What to do
For every line in the records below that holds "Deserialize", make a copy.

Source material
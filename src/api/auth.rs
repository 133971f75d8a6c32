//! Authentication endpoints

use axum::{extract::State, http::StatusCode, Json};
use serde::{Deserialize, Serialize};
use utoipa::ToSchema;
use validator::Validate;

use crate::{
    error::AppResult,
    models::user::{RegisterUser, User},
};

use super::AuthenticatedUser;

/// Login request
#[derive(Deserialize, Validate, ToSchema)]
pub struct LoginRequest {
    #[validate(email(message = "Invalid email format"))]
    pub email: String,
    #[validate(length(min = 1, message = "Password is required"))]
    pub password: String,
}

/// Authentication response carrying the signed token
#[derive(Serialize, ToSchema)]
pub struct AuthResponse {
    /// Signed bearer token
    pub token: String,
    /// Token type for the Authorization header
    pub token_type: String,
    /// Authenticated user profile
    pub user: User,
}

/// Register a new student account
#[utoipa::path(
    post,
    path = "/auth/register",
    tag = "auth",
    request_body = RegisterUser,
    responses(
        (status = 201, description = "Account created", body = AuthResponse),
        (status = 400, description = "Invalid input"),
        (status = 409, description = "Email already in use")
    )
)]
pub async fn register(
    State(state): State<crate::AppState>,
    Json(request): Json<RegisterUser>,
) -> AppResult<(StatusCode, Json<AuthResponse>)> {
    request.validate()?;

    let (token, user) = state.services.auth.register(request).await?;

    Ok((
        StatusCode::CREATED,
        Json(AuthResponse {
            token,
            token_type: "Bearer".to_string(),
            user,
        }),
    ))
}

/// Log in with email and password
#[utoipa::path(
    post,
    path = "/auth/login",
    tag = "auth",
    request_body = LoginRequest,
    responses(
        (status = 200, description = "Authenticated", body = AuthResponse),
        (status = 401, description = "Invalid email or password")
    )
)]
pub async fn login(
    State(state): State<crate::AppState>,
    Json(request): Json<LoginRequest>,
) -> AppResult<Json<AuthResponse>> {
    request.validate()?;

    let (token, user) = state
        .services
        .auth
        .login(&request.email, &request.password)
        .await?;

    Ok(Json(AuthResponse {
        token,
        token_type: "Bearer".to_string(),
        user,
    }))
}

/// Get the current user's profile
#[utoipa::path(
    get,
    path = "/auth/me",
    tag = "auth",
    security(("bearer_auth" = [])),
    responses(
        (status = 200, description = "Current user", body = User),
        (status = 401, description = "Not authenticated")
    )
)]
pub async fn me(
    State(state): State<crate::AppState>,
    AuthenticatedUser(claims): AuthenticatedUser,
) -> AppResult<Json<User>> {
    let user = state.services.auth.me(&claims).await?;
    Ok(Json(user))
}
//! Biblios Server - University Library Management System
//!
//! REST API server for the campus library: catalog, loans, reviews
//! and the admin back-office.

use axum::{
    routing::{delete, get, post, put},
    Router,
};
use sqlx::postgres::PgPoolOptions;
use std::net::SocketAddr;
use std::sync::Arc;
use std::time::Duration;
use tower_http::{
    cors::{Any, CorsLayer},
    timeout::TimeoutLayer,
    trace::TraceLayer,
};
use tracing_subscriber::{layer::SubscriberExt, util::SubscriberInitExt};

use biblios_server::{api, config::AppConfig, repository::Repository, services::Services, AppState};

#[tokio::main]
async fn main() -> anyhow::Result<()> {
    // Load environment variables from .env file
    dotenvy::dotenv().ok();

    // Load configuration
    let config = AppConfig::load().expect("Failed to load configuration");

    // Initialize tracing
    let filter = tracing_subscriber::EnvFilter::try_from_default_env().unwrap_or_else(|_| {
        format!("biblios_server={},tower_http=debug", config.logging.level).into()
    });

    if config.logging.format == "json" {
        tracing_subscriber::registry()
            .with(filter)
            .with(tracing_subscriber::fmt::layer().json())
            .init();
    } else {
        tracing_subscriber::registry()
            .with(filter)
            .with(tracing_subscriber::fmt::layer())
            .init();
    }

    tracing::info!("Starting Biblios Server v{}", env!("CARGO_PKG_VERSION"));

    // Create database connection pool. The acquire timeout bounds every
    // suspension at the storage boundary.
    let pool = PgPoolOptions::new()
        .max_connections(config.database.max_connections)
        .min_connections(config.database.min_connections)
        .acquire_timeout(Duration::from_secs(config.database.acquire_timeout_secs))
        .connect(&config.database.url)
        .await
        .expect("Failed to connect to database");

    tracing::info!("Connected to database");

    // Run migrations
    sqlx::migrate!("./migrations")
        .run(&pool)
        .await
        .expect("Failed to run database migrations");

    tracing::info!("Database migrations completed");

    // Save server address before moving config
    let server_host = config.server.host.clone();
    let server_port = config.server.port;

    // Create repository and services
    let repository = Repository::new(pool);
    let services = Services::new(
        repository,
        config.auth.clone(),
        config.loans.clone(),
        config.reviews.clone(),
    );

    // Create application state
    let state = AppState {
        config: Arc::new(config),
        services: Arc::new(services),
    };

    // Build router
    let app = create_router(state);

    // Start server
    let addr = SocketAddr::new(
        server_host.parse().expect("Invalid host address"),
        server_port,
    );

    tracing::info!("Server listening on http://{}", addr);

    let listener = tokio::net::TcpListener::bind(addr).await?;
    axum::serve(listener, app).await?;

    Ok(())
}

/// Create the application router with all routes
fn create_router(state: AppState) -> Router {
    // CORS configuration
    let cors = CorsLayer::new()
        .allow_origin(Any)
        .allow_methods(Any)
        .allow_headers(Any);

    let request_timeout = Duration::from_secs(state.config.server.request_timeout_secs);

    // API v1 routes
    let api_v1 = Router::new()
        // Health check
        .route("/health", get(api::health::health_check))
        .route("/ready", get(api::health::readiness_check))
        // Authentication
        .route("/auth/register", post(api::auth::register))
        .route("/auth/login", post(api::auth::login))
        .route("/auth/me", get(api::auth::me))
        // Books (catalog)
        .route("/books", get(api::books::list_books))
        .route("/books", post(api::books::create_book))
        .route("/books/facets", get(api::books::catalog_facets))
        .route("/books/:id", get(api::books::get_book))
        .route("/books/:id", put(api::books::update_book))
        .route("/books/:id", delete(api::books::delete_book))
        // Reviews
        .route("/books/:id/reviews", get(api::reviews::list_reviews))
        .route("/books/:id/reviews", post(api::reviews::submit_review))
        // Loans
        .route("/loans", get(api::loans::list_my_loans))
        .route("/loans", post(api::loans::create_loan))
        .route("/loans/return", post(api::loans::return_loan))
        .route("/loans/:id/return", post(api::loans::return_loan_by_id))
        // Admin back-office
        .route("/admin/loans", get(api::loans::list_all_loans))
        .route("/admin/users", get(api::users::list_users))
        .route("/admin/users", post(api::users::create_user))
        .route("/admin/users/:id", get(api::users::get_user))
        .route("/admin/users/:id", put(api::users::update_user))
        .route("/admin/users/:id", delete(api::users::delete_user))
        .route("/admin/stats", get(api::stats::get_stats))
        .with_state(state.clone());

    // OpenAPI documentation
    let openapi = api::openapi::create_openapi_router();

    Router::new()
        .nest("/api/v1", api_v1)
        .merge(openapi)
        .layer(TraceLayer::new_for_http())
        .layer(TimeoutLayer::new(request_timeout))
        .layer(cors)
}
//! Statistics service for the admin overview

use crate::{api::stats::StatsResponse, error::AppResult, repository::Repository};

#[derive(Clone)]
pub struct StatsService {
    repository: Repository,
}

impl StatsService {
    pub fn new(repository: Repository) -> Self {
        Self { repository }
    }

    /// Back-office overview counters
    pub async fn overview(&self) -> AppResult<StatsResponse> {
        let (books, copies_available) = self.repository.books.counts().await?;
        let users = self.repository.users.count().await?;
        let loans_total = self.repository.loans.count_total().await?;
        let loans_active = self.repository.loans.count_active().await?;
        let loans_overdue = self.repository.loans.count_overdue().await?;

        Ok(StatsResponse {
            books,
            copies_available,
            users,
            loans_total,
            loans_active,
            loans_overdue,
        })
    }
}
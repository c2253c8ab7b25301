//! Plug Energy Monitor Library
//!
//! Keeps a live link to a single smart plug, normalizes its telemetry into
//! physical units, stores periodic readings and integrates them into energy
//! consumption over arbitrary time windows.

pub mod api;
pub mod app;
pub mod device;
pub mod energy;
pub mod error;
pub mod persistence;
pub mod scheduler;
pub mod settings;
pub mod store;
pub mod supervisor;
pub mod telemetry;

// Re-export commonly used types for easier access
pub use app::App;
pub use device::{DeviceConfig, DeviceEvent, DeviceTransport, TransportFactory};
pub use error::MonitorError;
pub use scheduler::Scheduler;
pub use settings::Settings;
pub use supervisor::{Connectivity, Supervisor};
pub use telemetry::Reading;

Worked solution
use serde::{Deserialize, Serialize};
#[derive(Deserialize, Validate, ToSchema)]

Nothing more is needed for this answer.